Lately I’ve been thinking about a new way of conceptualizing the Holy Ghost.
Mormon tradition holds that the Holy Ghost is a disembodied person. There are myths that come and go about how it doesn’t have a body but that someday will be born and receive a body. And of course, it’s always conceptualized as male. There are people alive who claim to be the Holy Ghost incarnate.
However, some new ideas have been tickling my brain, and it starts with a scenario.
Imagine that you are in a totally dark room. There is no light whatsoever. You’re sitting down. You want to discover what’s in the room. How do you go about doing that? You stumble around, banging in to objects, cursing as you stub your toe against something. You sniff furiously, hoping that maybe you can smell something recognizable. Old leather, perhaps? And above all, you’re waving your arms wildly, smacking them in to things, then blindly tracing edges, feeling textures, and discerning shapes until you begin to form a rough picture of the world around you in your head.
As you blunder about, you find the rough extremes of the room. There are things on the walls, but you can’t tell what they are. They feel like boxes jutting out with sharp corners. You rap it with your knuckles. Glass? Metal, maybe? And as you’re inching your way from one wall to the opposite, there are obstacles in your way. Pedestals of some sort, again with sharp corners. Who puts pedestals in the middle of a room?
This is, of course, grossly inefficient. Obviously, the way to rectify this would be turn on a light, right?
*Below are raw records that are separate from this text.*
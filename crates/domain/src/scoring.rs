use std::{
    cmp::Ordering,
    collections::{BTreeMap, HashMap},
};

use derive_more::{AsRef, Deref};
use log::debug;

use crate::MuscleCategory;

/// Number of entries per muscle category if not stated otherwise.
pub const DEFAULT_TOP_N: usize = 3;

/// A single recorded performance of an exercise.
///
/// `date` is expected in the form `YYYY-MM-DD`, so that the lexicographic order of dates
/// matches their chronological order.
#[derive(Debug, Clone, PartialEq)]
pub struct LiftAttempt {
    pub exercise_id: String,
    pub muscle_category: MuscleCategory,
    pub date: String,
    pub order: Option<i32>,
    pub weight_kg: f64,
    pub reps: i32,
}

impl LiftAttempt {
    #[must_use]
    pub fn is_valid(&self) -> bool {
        !self.exercise_id.trim().is_empty()
            && !self.date.trim().is_empty()
            && self.weight_kg > 0.0
            && self.reps > 0
    }
}

/// The winning attempt of an exercise. Only valid attempts can become a best set.
#[derive(AsRef, Deref, Debug, Clone, PartialEq)]
pub struct BestSet(LiftAttempt);

impl BestSet {
    #[must_use]
    pub fn into_inner(self) -> LiftAttempt {
        self.0
    }
}

/// Order attempts from worst to best.
///
/// Heavier weight wins, then more reps, then the later date, then the higher order. A
/// missing order counts as 0.
#[must_use]
pub fn compare_attempts(a: &LiftAttempt, b: &LiftAttempt) -> Ordering {
    a.weight_kg
        .total_cmp(&b.weight_kg)
        .then_with(|| a.reps.cmp(&b.reps))
        .then_with(|| a.date.cmp(&b.date))
        .then_with(|| a.order.unwrap_or(0).cmp(&b.order.unwrap_or(0)))
}

/// Select the best valid attempt for every exercise.
///
/// Invalid attempts are ignored. If several attempts are equally good, the first one wins.
#[must_use]
pub fn best_set_by_exercise(attempts: &[LiftAttempt]) -> HashMap<String, BestSet> {
    let mut grouped: HashMap<&str, Vec<&LiftAttempt>> = HashMap::new();
    let mut discarded = 0;

    for attempt in attempts {
        if attempt.is_valid() {
            grouped
                .entry(attempt.exercise_id.as_str())
                .or_default()
                .push(attempt);
        } else {
            discarded += 1;
        }
    }

    if discarded > 0 {
        debug!("ignored {discarded} invalid lift attempts");
    }

    grouped
        .into_iter()
        .filter_map(|(exercise_id, candidates)| {
            let best = candidates.into_iter().reduce(|best, candidate| {
                if compare_attempts(candidate, best) == Ordering::Greater {
                    candidate
                } else {
                    best
                }
            })?;
            Some((exercise_id.to_string(), BestSet(best.clone())))
        })
        .collect()
}

/// Select the personal record for every exercise.
///
/// A personal record is currently the best set of all time.
#[must_use]
pub fn pr_by_exercise(attempts: &[LiftAttempt]) -> HashMap<String, BestSet> {
    best_set_by_exercise(attempts)
}

/// Rank the best sets of each muscle category and keep the top `n`.
///
/// The result contains every muscle category, even if it has no best sets. Best sets that
/// are equally good are ordered by exercise ID.
#[must_use]
pub fn top_n_by_category(
    best_by_exercise: &HashMap<String, BestSet>,
    n: usize,
) -> BTreeMap<MuscleCategory, Vec<BestSet>> {
    let mut result = MuscleCategory::iter()
        .map(|category| (*category, Vec::new()))
        .collect::<BTreeMap<MuscleCategory, Vec<BestSet>>>();

    for best_set in best_by_exercise.values() {
        result
            .entry(best_set.muscle_category)
            .or_default()
            .push(best_set.clone());
    }

    for best_sets in result.values_mut() {
        best_sets.sort_by(|a, b| {
            compare_attempts(b, a).then_with(|| a.exercise_id.cmp(&b.exercise_id))
        });
        best_sets.truncate(n);
    }

    result
}
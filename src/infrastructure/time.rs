use crate::application::ports::time::Clock;
use chrono::{DateTime, Utc};

/// Wall-clock [`Clock`] for production wiring; tests substitute a fixed one.
#[derive(Default, Clone)]
pub struct SystemClock;

impl Clock for SystemClock {
    fn now(&self) -> DateTime<Utc> {
        Utc::now()
    }
}
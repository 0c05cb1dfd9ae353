// src/domain/tag/services.rs
use std::collections::HashSet;
use std::sync::Arc;

use crate::domain::errors::DomainResult;
use crate::domain::tag::entity::{TagId, TagLabel};
use crate::domain::tag::repository::TagRepository;

/// Domain service resolving free-text labels to canonical tag ids,
/// creating records for labels not seen before.
pub struct TagReconciler {
    repo: Arc<dyn TagRepository>,
}

impl TagReconciler {
    pub fn new(repo: Arc<dyn TagRepository>) -> Self {
        Self { repo }
    }

    /// Resolve `labels` to tag ids: ids of already-stored tags first, then
    /// the ids of records created for labels with no match.
    ///
    /// The input is not deduplicated: repeated occurrences of an unknown
    /// label each create a record. An empty input returns an empty id list
    /// without touching storage.
    pub async fn reconcile(&self, labels: &[TagLabel]) -> DomainResult<Vec<TagId>> {
        if labels.is_empty() {
            return Ok(Vec::new());
        }

        let existing = self.repo.find_by_labels(labels).await?;
        let known: HashSet<&str> = existing.iter().map(|tag| tag.label.as_str()).collect();

        let missing: Vec<TagLabel> = labels
            .iter()
            .filter(|label| !known.contains(label.as_str()))
            .cloned()
            .collect();

        let created = if missing.is_empty() {
            Vec::new()
        } else {
            self.repo.insert_many(&missing).await?
        };

        tracing::debug!(
            matched = existing.len(),
            created = created.len(),
            "reconciled tag labels"
        );

        let mut ids: Vec<TagId> = existing.into_iter().map(|tag| tag.id).collect();
        ids.extend(created.into_iter().map(|tag| tag.id));
        Ok(ids)
    }
}
use sqlx::{PgPool, postgres::PgPoolOptions};

pub async fn init_pool(database_url: &str, max_connections: u32) -> Result<PgPool, sqlx::Error> {
    PgPoolOptions::new()
        .max_connections(max_connections)
        .connect(database_url)
        .await
}

pub async fn run_migrations(pool: &PgPool) -> Result<(), sqlx::migrate::MigrateError> {
    sqlx::migrate!("./migrations").run(pool).await
}
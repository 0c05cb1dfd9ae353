// src/telemetry.rs
use tracing_subscriber::{layer::SubscriberExt, util::SubscriberInitExt};

/// Install the global tracing subscriber. Later calls are no-ops apart from
/// a warning, so embedding applications and tests can both call this freely.
pub fn init_tracing() {
    let env_filter = std::env::var("RUST_LOG")
        .ok()
        .unwrap_or_else(|| "info,sqlx=warn".to_string());

    let subscriber = tracing_subscriber::registry()
        .with(tracing_subscriber::EnvFilter::new(env_filter))
        .with(tracing_subscriber::fmt::layer());

    if subscriber.try_init().is_err() {
        tracing::warn!("tracing subscriber already initialised");
    }
}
A light turns on, and suddenly you can see! With this light comes the knowledge that you’re in a museum! The shapes were benches and exhibits and stanchions and trash cans and innumerable other things. And now, because you have light, you can understand. You can see that the big rectangle-ish things you felt on the wall were actually beautiful paintings, and as you stop to consider them, you weep at their beauty. Then you turn around and see that a dismembered body lies just over there, and you recoil in horror. You notice details. You see the patterns in the wallpaper, the colors of the stones in the ground, the textures of the paint on the art behind glass. There are an infinite number of things you could never have felt with your hands, but can now see with your eyes.
What does this have to do with the Holy Ghost? The Holy Ghost is the light. It is the photons. It is what brought the knowledge to you. In the words of Nephi, “the Holy Ghost carrieth [the spoken words] unto the hearts of the children of men” (2 Ne 33:1). You receive information by the Holy Ghost. It’s like a spiritual Google Fiber internet connection. If you’re plugged in, you can get truth as fast as you can receive it. (Otherwise you’re limited to the dial-up speeds of the Light of Christ 😉)
When you are “in tune with the Spirit”, you are plugged in to the Source of Truth, and you can learn anything. But most of us fail to make that connection. Or we do, but our preconceived notions of what truth is block us from receiving the actual truth. We put up spiritual “content filters” and by so doing, restrict what we are willing to hear from God.
When we talk about the Holy Ghost, we talk a lot about the “warm fuzzies”, a euphemism for the idea that the Holy Ghost causes “that your bosom shall burn within you” (D&C 9:8). But I’m pretty certain that Nephi did not feel warm fuzzies when he learned he needed to decapitate Laban. Nor did Abraham feel the warm fuzzies as he trudged up Moriah with Isaac in tow.
Here’s a different way of looking at that “bosom burning” that’s happening: that is your body’s way of reacting to what it is learning. For every person, the feeling will be different, and (this is important) the feeling depends on what you are learning.
Going back to the example above, the information that you learned influenced your emotions. When you saw the painting, you were filled with joy and rapture and awe as you contemplated its majesty and subtlety. But when you saw the body, you were disgusted and offended and sickened. In each case, the reaction matches the information.
Here’s a more personal example: our family has decided to make some changes recently in our personal situation. We know that these changes are right for us, and yet they sicken me. I am utterly dismayed and horrified that we have to make these changes. I definitely feel nothing close to “warm fuzzies” as I contemplate them. But the reality is that the changes are the will of God.
- The truth is that the changes are necessary.
- The Holy Ghost is how I learned the truth.
- The disgust is my reaction to it.
And yet, it is of God.
The Holy Ghost is the agent by which we learn truth. It carries words to our hearts, and we (hopefully) let those words sink deep into our soul. But the mechanism by which we learn is a tertiary thing: what matters more are who is trying to teach us and what they are trying to teach us. We should want to always have the Holy Ghost with us. But that is not the goal. The goal is to always be learning, and we want the Holy Ghost because that is how we learn.
I no longer believe that the Holy Ghost is a person. I think it’s a thing. It’s spiritual light. Just as we see in this world by physical light, we see in the next by spiritual light.
Come, let us open our eyes and behold the glory of God.